Originally posted by rocketsonly
Does anyone know any simple principles of trajectory?
I do know you aren't allowed to tilt the launch rod more than 30 degrees from perpendicular.
One of my previous science teachers asked if my TARC team could launch some rockets on Veterans day (November 11). We were thinking of using some G's and tiliting the rail so that the rocket would go over to this gigantic piece of land consisting of a football field, a 400m track (and field), and a soccer field side by side.
Is this a good idea? Bad idea? Comments?
Thanks.
Lookout, Rocketguts is going Hollywood!
Sure, you can do it. Any scientific calculator has the right buttons. Which ones to push comes from trigonometry.
This is going to a be perfect-world, Newtonian, Galilean, physics class description. We'll deal with reality later.
A rocket, having no lift, follows a ballistic trajectory. In the simplest case, a falling object accelerates at 16 feet per second squared -- it just falls. If that object also had speed relative to a point on the ground -- forward speed -- that would continue. Gravity doesn't care if something's dropped or moving forwards. A bullet does this. Once fired, it may be going forwards real fast, but it drops to the ground at the same time it would have if you'd dropped it from your hand at the same height.
If the object has upward speed, gravity still acts exactly the same way. The object "falls" as long as it's not being pushed up. If it's travelling upwards but not under power, this means that the acceleration due to gravity is simply a subtraction in its upwards speed, at the same rate: 16 ft/sec^2. Until that becomes zero, of course, then it's adding and down.
A rocket gets pushed up by thrust. As long as the thrust pushes, the above doesn't apply. When the thrust stops, though, gravity takes over. The best way to see this is to use Rocsim, SpaceCad or even just the rocket simulators on EMRR and get a point by point prediction for any old rocket. Thrust accelerates it, when that stops the upward acceleration switches to gravity powered decelleration, it peaks and starts to fall. If you fire a rocket straight up, it follows its boost phase and then "falls", even if it's while it's still rising.
If you fire at an angle, the amount of speed it gets remains the same as if you'd fired it straight up. Hopwever, the amount of speed that goes to "up" and the amount that goes to "forwards" will depend on the angle. The flight path is the hypotenuse of a right triangle. You have that length from the alitude prediction, and you have the adjacent angle. Now it's time to get out the trig book and calculate the length of the other two sides. Their length, divided by the boost time, gives you the speed.
Ignore the forwards part for now. Take the upwards part and start subtracting speed until it reaches zero, then start adding downwards speed. Keep track of how much "up" is left, until that amount is zero. The Eagle has landed. Hard.
The forwards speed, well you know how much it gets. Just assume it keeps all that. Now you can calculate the forwards speed just like the upwards and add up how much you get if it travels forwards until the zero altitude time you just calculated. Multiply speed times time and you've got downrange distance.

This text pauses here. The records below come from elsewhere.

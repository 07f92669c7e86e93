//! Statement execution: the tree-walk half of every statement kind.
//! Each statement runs inside whatever scope its caller already pushed;
//! blocks, loops, namespaces, and struct bodies push their own via
//! [`ScopeGuard`] so scope exit happens along every path, including a thrown
//! error.

use std::rc::Rc;

use crate::ast::{Stmt, StmtKind};
use crate::domain::ScopeGuard;
use crate::error::CsError;
use crate::eval::Evaluator;
use crate::value::{Callable, CallableBody, CallableKind, Repr, Value};

/// Runs a statement sequence, stopping early once a `return`/`break`/
/// `continue` flag is set so the remaining statements in this body are
/// skipped - these flags never escape the function call boundary; each
/// loop/function runner is responsible for clearing the ones it owns.
pub fn run_block(ev: &Evaluator, stmts: &[Stmt]) -> Result<(), CsError> {
    for stmt in stmts {
        run_stmt(ev, stmt)?;
        if ev.control.borrow().unwinding() {
            break;
        }
    }
    Ok(())
}

/// Runs one statement, attaching file/line/raw-source context to any
/// generic failure exactly once. Language errors and
/// already-wrapped runtime exceptions pass through unchanged.
fn run_stmt(ev: &Evaluator, stmt: &Stmt) -> Result<(), CsError> {
    execute(ev, stmt).map_err(|e| e.wrap_with_context(stmt.loc.file.to_string(), stmt.loc.line, stmt.loc.raw_source.to_string()))
}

We haven't figured in airflow drag. The simulators do. Trust them.
So, you come up with flight path described by a diagonal line at an angle to the ground which is your launch angle. Starting from there, your trajectory becomes a parabola. That continues until it hits the ground, or something.
Or Something: We don't want to hit the ground yet. We have a delay and ejection. So, follow the path only as far as the boost time plus delay. At that time, the chute comes out, and it comes down in a completely unscientific and realistic manner. Descent can be calculated by the descent calculators on EMRR (love that "tools" section). Now you've got a diagonal line, mostly up, some forwards, then a parabola, don't worry about the up, still forwards, until a certain point X amount downrange and Y amount altitude. The path after that depends upon the wind speed, chute efficiency, weight, the attractive field of Rocket Eating Trees, etc.

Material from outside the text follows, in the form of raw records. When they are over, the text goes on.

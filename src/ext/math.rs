//! Illustrative math extension, grounded in the reference
//! implementation's own math extension: a `math` namespace carrying the
//! `pi`/`e` constants and a set of native trig/log/power functions,
//! registered through the same [`Value::namespace`] plug point a script's
//! own `namespace` blocks use.
//!
//! The reference extension's `asin`/`acos`/`atan` call `sin`/`cos`/`tan`
//! instead of their inverses; that looks like a copy-paste slip rather than
//! intended behavior, so this port calls the actual inverse functions.

use std::rc::Rc;

use crate::domain::new_domain;
use crate::error::CsError;
use crate::eval::Evaluator;
use crate::value::{Callable, CallableBody, CallableKind, Value};

const PI: f64 = 3.1415926535;
const E: f64 = 2.7182818284;

fn native(arity: usize, f: impl Fn(&Evaluator, Vec<Value>) -> Result<Value, CsError> + 'static) -> Value {
    let callable = Callable { body: CallableBody::Native(Rc::new(f)), kind: CallableKind::Free, arity };
    Value::callable(callable).protect().make_constant()
}

fn number_arg(args: &[Value], index: usize) -> Result<f64, CsError> {
    args.get(index)
        .and_then(Value::as_number)
        .ok_or_else(|| CsError::unsupported("math function requires a number argument"))
}

/// Builds and installs the `math` namespace into `ev`'s global domain.
pub fn install(ev: &Evaluator) -> Result<(), CsError> {
    let domain = new_domain();
    {
        let mut vars = domain.borrow_mut();
        vars.insert("pi".to_string(), Value::float(PI).make_constant());
        vars.insert("e".to_string(), Value::float(E).make_constant());
        vars.insert("abs".to_string(), native(1, |_, a| Ok(Value::float(number_arg(&a, 0)?.abs()))));
        vars.insert("ln".to_string(), native(1, |_, a| Ok(Value::float(number_arg(&a, 0)?.ln()))));
        vars.insert("log10".to_string(), native(1, |_, a| Ok(Value::float(number_arg(&a, 0)?.log10()))));
        // log(base, x) -> log base of x, matching the reference's argument order.
        vars.insert("log".to_string(), native(2, |_, a| Ok(Value::float(number_arg(&a, 1)?.log(number_arg(&a, 0)?)))));
        vars.insert("sin".to_string(), native(1, |_, a| Ok(Value::float(number_arg(&a, 0)?.sin()))));
        vars.insert("cos".to_string(), native(1, |_, a| Ok(Value::float(number_arg(&a, 0)?.cos()))));
        vars.insert("tan".to_string(), native(1, |_, a| Ok(Value::float(number_arg(&a, 0)?.tan()))));
        vars.insert("asin".to_string(), native(1, |_, a| Ok(Value::float(number_arg(&a, 0)?.asin()))));
        vars.insert("acos".to_string(), native(1, |_, a| Ok(Value::float(number_arg(&a, 0)?.acos()))));
        vars.insert("atan".to_string(), native(1, |_, a| Ok(Value::float(number_arg(&a, 0)?.atan()))));
        vars.insert("sqrt".to_string(), native(1, |_, a| Ok(Value::float(number_arg(&a, 0)?.sqrt()))));
        // root(x, n) -> the n-th root of x, matching the reference's argument order.
        vars.insert("root".to_string(), native(2, |_, a| Ok(Value::float(number_arg(&a, 0)?.powf(1.0 / number_arg(&a, 1)?)))));
        vars.insert("pow".to_string(), native(2, |_, a| Ok(Value::float(number_arg(&a, 0)?.powf(number_arg(&a, 1)?)))));
    }
    ev.domains.borrow_mut().add_var_global("math", Value::namespace("math", domain).protect())
}

#[cfg(test)]
mod tests {
    use super::*;
    use crate::ast::{Node, SignalOp};

    fn eval_dot(ev: &Evaluator, receiver: &str, member: &str) -> Value {
        let node = Node::signal(SignalOp::Dot, Some(Node::Id(receiver.to_string())), Some(Node::Id(member.to_string())));
        ev.eval(&node).unwrap()
    }

    #[test]
    fn constants_are_installed_and_constant() {
        let ev = Evaluator::new();
        install(&ev).unwrap();
        let pi = eval_dot(&ev, "math", "pi");
        assert!((pi.as_number().unwrap() - PI).abs() < 1e-12);
        assert!(pi.constant);
    }

    #[test]
    fn sqrt_and_pow_compute_correctly() {
        let ev = Evaluator::new();
        install(&ev).unwrap();
        let sqrt_fn = eval_dot(&ev, "math", "sqrt");
        let result = ev.call(sqrt_fn, vec![Value::float(16.0)]).unwrap();
        assert_eq!(result.as_number(), Some(4.0));

        let pow_fn = eval_dot(&ev, "math", "pow");
        let result = ev.call(pow_fn, vec![Value::float(2.0), Value::float(10.0)]).unwrap();
        assert_eq!(result.as_number(), Some(1024.0));
    }

    #[test]
    fn asin_is_the_true_inverse_not_the_forward_function() {
        let ev = Evaluator::new();
        install(&ev).unwrap();
        let asin_fn = eval_dot(&ev, "math", "asin");
        let result = ev.call(asin_fn, vec![Value::float(1.0)]).unwrap();
        assert!((result.as_number().unwrap() - std::f64::consts::FRAC_PI_2).abs() < 1e-9);
    }
}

If you want to spot land these, calculate the trajectory as above (for different launch angles and/or distances from the landing area. With a little trig and the data from a flight predictor, you can draw it out.
My recommendation is to do this all the way to the ground, adjust your angle so that a lawn dart would land dead center of the landing area, and use as long a delay as possible as long as it's not after your altitude prediction says zero. And use real tough recovery gear. The higher the ejection, the more your landing will be at the whim of the Rocket Ghods. I say dead center because if the chute works, it'll land closer which is a good thing, and if it lawn darts, you've got maximum safety zone, a major consideration for public displays. T
To be on the safe side, do the calculations with zero, 5 10 and 15 MPH additions to the forwards speed, and what angle you have to use to hit dead center. On the day of launch, check the wind speed and direction and adjust your launch angle accordingly, including even a left/right component if necessary.

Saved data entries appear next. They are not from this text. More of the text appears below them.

//! Per-function compile-time state for the bytecode backend: basic blocks,
//! the local-id allocator, the nested name→local-id scope stack, child
//! builders for nested lambdas/functions, captured-external bookkeeping,
//! and the loop-control target stack.

use smallvec::SmallVec;

use crate::error::CsError;

use super::opcode::{BlockId, Opcode};

/// A typed handle over the last emitted instruction, replacing the source's
/// string-match on the previous opcode's name (REDESIGN FLAG,
/// "Assignment transformation").
#[derive(Debug, Clone, Copy, PartialEq, Eq)]
pub enum LastEmission {
    Local(u32),
    Field,
    Index,
}

/// Instructions of one basic block. Most blocks are short (a handful of
/// opcodes), so `SmallVec` avoids a heap allocation for the common case
/// ("small-vector optimization").
pub type Block = SmallVec<[Opcode; 8]>;

/// A function or lambda compiled to bytecode: its basic blocks plus the
/// metadata the (excluded) VM needs to run it.
#[derive(Debug, Clone)]
pub struct FunctionCode {
    pub name: String,
    pub arity: usize,
    pub num_locals: u32,
    pub blocks: Vec<Block>,
    /// Names of non-local identifiers this function read through `this`,
    /// surfaced via the global registry as closure captures ("Function /
    /// lambda compilation").
    pub externals: Vec<String>,
}

/// Accumulates the name → `FunctionCode` mapping nested functions/lambdas are
/// pinned into ("global registry"); the generator emits a
/// `LoadString <name>` + field-get off `this.__global_registry` wherever the
/// enclosing code needs to fetch the compiled closure at runtime.
#[derive(Debug, Default)]
pub struct GlobalRegistry {
    pub functions: ahash::AHashMap<String, FunctionCode>,
    next_id: u32,
}

impl GlobalRegistry {
    pub fn new() -> Self {
        Self::default()
    }

    /// Generates a fresh, process-unique registry key for an anonymous
    /// function or lambda.
    pub fn fresh_name(&mut self, hint: &str) -> String {
        let id = self.next_id;
        self.next_id += 1;
        format!("__cs_closure_{hint}_{id}")
    }

    pub fn register(&mut self, code: FunctionCode) {
        self.functions.insert(code.name.clone(), code);
    }
}

pub struct FunctionBuilder {
    pub name: String,
    arity: usize,
    blocks: Vec<Block>,
    current_block: BlockId,
    next_local_id: u32,
    /// Name → local-id, one map per nested lexical scope; front is innermost
    /// ("a map from name -> local-id per nested lexical scope (a stack)").
    locals_scopes: Vec<ahash::AHashMap<String, u32>>,
    externals: Vec<String>,
    loop_stack: Vec<(BlockId, BlockId)>,
    last_emission: Option<LastEmission>,
}

impl FunctionBuilder {
    /// Block 0 is reserved for the prologue (); block 1 is the first
    /// user block and becomes the initial `current_block`.
    pub fn new(name: impl Into<String>, arity: usize) -> Self {
        let mut builder = Self {
            name: name.into(),
            arity,
            blocks: vec![Block::new(), Block::new()],
            current_block: 1,
            next_local_id: 0,
            locals_scopes: vec![ahash::AHashMap::new()],
            externals: Vec::new(),
            loop_stack: Vec::new(),
            last_emission: None,
        };
        for _ in 0..arity {
            builder.next_local_id += 1;
        }
        builder
    }

    pub fn declare_arg(&mut self, index: u32, name: &str) {
        self.locals_scopes.first_mut().expect("scope stack is never empty").insert(name.to_string(), index);
    }

    pub fn push_local_scope(&mut self) {
        self.locals_scopes.insert(0, ahash::AHashMap::new());
    }

    pub fn pop_local_scope(&mut self) {
        self.locals_scopes.remove(0);
    }

    /// Allocates a fresh local slot and binds `name` to it in the innermost scope.
    pub fn declare_local(&mut self, name: &str) -> u32 {
        let id = self.next_local_id;
        self.next_local_id += 1;
        self.locals_scopes.first_mut().expect("scope stack is never empty").insert(name.to_string(), id);
        id
    }

    /// Allocates a local slot with no name binding, for generator-internal
    /// temporaries (modify-in-place l-value duplication, ternary results).
    pub fn anonymous_local(&mut self) -> u32 {
        let id = self.next_local_id;
        self.next_local_id += 1;
        id
    }

    /// Looks up `name` in the local-id stack (innermost to outermost, this
    /// builder only - a nested function's builder starts a fresh stack).
    pub fn lookup_local(&self, name: &str) -> Option<u32> {
        self.locals_scopes.iter().find_map(|scope| scope.get(name).copied())
    }

    /// Records that `name` was read as a non-local (closure capture); idempotent.
    pub fn note_external(&mut self, name: &str) {
        if !self.externals.contains(&name.to_string()) {
            self.externals.push(name.to_string());
        }
    }

    pub fn new_block(&mut self) -> BlockId {
        self.blocks.push(Block::new());
        self.blocks.len() - 1
    }

    pub fn switch_to(&mut self, block: BlockId) {
        self.current_block = block;
    }

    pub fn current_block(&self) -> BlockId {
        self.current_block
    }

    pub fn emit(&mut self, op: Opcode) {
        self.last_emission = match &op {
            Opcode::GetLocal { id } => Some(LastEmission::Local(*id)),
            Opcode::GetField => Some(LastEmission::Field),
            Opcode::GetArrayElement => Some(LastEmission::Index),
            _ => None,
        };
        self.blocks[self.current_block].push(op);
    }

    pub fn last_emission(&self) -> Option<LastEmission> {
        self.last_emission
    }

    /// Replaces the instruction just emitted (a `Get*` bookkeeping placeholder)
    /// with its `Set*` counterpart ("Assignment transformation").
    pub fn rewrite_last_to_store(&mut self) -> Result<(), CsError> {
        let Some(last) = self.last_emission.take() else {
            return Err(CsError::grammar("assignment to a malformed l-value (no prior emission)"));
        };
        let block = &mut self.blocks[self.current_block];
        let slot = block.last_mut().ok_or_else(|| CsError::grammar("assignment with an empty current block"))?;
        *slot = match last {
            LastEmission::Local(id) => Opcode::SetLocal { id },
            LastEmission::Field => Opcode::SetField,
            LastEmission::Index => Opcode::SetArrayElement,
        };
        Ok(())
    }

    pub fn enter_loop(&mut self, continue_target: BlockId, break_target: BlockId) {
        self.loop_stack.push((continue_target, break_target));
    }

    pub fn exit_loop(&mut self) {
        self.loop_stack.pop();
    }

    pub fn loop_targets(&self) -> Option<(BlockId, BlockId)> {
        self.loop_stack.last().copied()
    }

    pub fn block_terminated(&self, block: BlockId) -> bool {
        self.blocks[block].last().is_some_and(Opcode::is_terminator)
    }

    /// Finishes the function: fills the reserved prologue block and lowers
    /// `GetArrayElement`/`SetArrayElement` into `__get__`/`__set__` method
    /// calls ("Prologue" post-pass).
    pub fn build(mut self) -> FunctionCode {
        let mut prologue = Block::new();
        prologue.push(Opcode::InitLocal { count: self.next_local_id });
        for i in 0..self.arity as u32 {
            prologue.push(Opcode::GetArgument { index: i });
            prologue.push(Opcode::SetLocal { id: i });
        }
        prologue.push(Opcode::Branch { target: 1 });
        self.blocks[0] = prologue;

        let blocks = self.blocks.into_iter().map(lower_array_ops).collect();

        FunctionCode { name: self.name, arity: self.arity, num_locals: self.next_local_id, blocks, externals: self.externals }
    }
}

/// Rewrites `GetArrayElement`/`SetArrayElement` into `CallField` on the
/// conventional `__get__`/`__set__` methods, so index access dispatches
/// through the type system like any other extension method (post-pass).
/// This runs after the block is otherwise finished, so it can freely insert
/// the extra `LoadString` instruction each lowering needs.
fn lower_array_ops(block: Block) -> Block {
    let mut out = Block::new();
    for op in block {
        match op {
            Opcode::GetArrayElement => {
                out.push(Opcode::LoadString { value: "__get__".to_string() });
                out.push(Opcode::CallField { argc: 1 });
            }
            Opcode::SetArrayElement => {
                out.push(Opcode::LoadString { value: "__set__".to_string() });
                out.push(Opcode::CallField { argc: 1 });
            }
            other => out.push(other),
        }
    }
    out
}

#[cfg(test)]
mod tests {
    use super::*;

    #[test]
    fn prologue_binds_formals_and_branches_to_block_one() {
        let mut b = FunctionBuilder::new("f", 2);
        b.declare_arg(0, "x");
        b.declare_arg(1, "y");
        let code = b.build();
        assert_eq!(
            code.blocks[0].as_slice(),
            &[
                Opcode::InitLocal { count: 2 },
                Opcode::GetArgument { index: 0 },
                Opcode::SetLocal { id: 0 },
                Opcode::GetArgument { index: 1 },
                Opcode::SetLocal { id: 1 },
                Opcode::Branch { target: 1 },
            ]
        );
    }

    #[test]
    fn rewrite_last_to_store_converts_get_local() {
        let mut b = FunctionBuilder::new("f", 0);
        let id = b.declare_local("x");
        b.emit(Opcode::GetLocal { id });
        b.rewrite_last_to_store().unwrap();
        let code = b.build();
        assert_eq!(code.blocks[1].last(), Some(&Opcode::SetLocal { id }));
    }

    #[test]
    fn rewrite_with_no_prior_emission_is_grammar_error() {
        let mut b = FunctionBuilder::new("f", 0);
        assert!(matches!(b.rewrite_last_to_store(), Err(CsError::Grammar(_))));
    }

    #[test]
    fn array_element_ops_lower_to_call_field() {
        let mut b = FunctionBuilder::new("f", 0);
        b.emit(Opcode::GetArrayElement);
        let code = b.build();
        assert_eq!(
            &code.blocks[1][..],
            &[Opcode::LoadString { value: "__get__".to_string() }, Opcode::CallField { argc: 1 }]
        );
    }
}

And since you're doing this in public and want it to look professional, after calculating everything, go practice. Because it's scientific, and engineeringistical, and hey, you've got an excuse to launch more rockets.
Veteran's Day? Plenty of time. I know a amateur mad rocket scientist verteran who could help out. He's got a caulculator. As you can probably tell from a few vague points above, he doesn't have a trig book. I bet the school does though.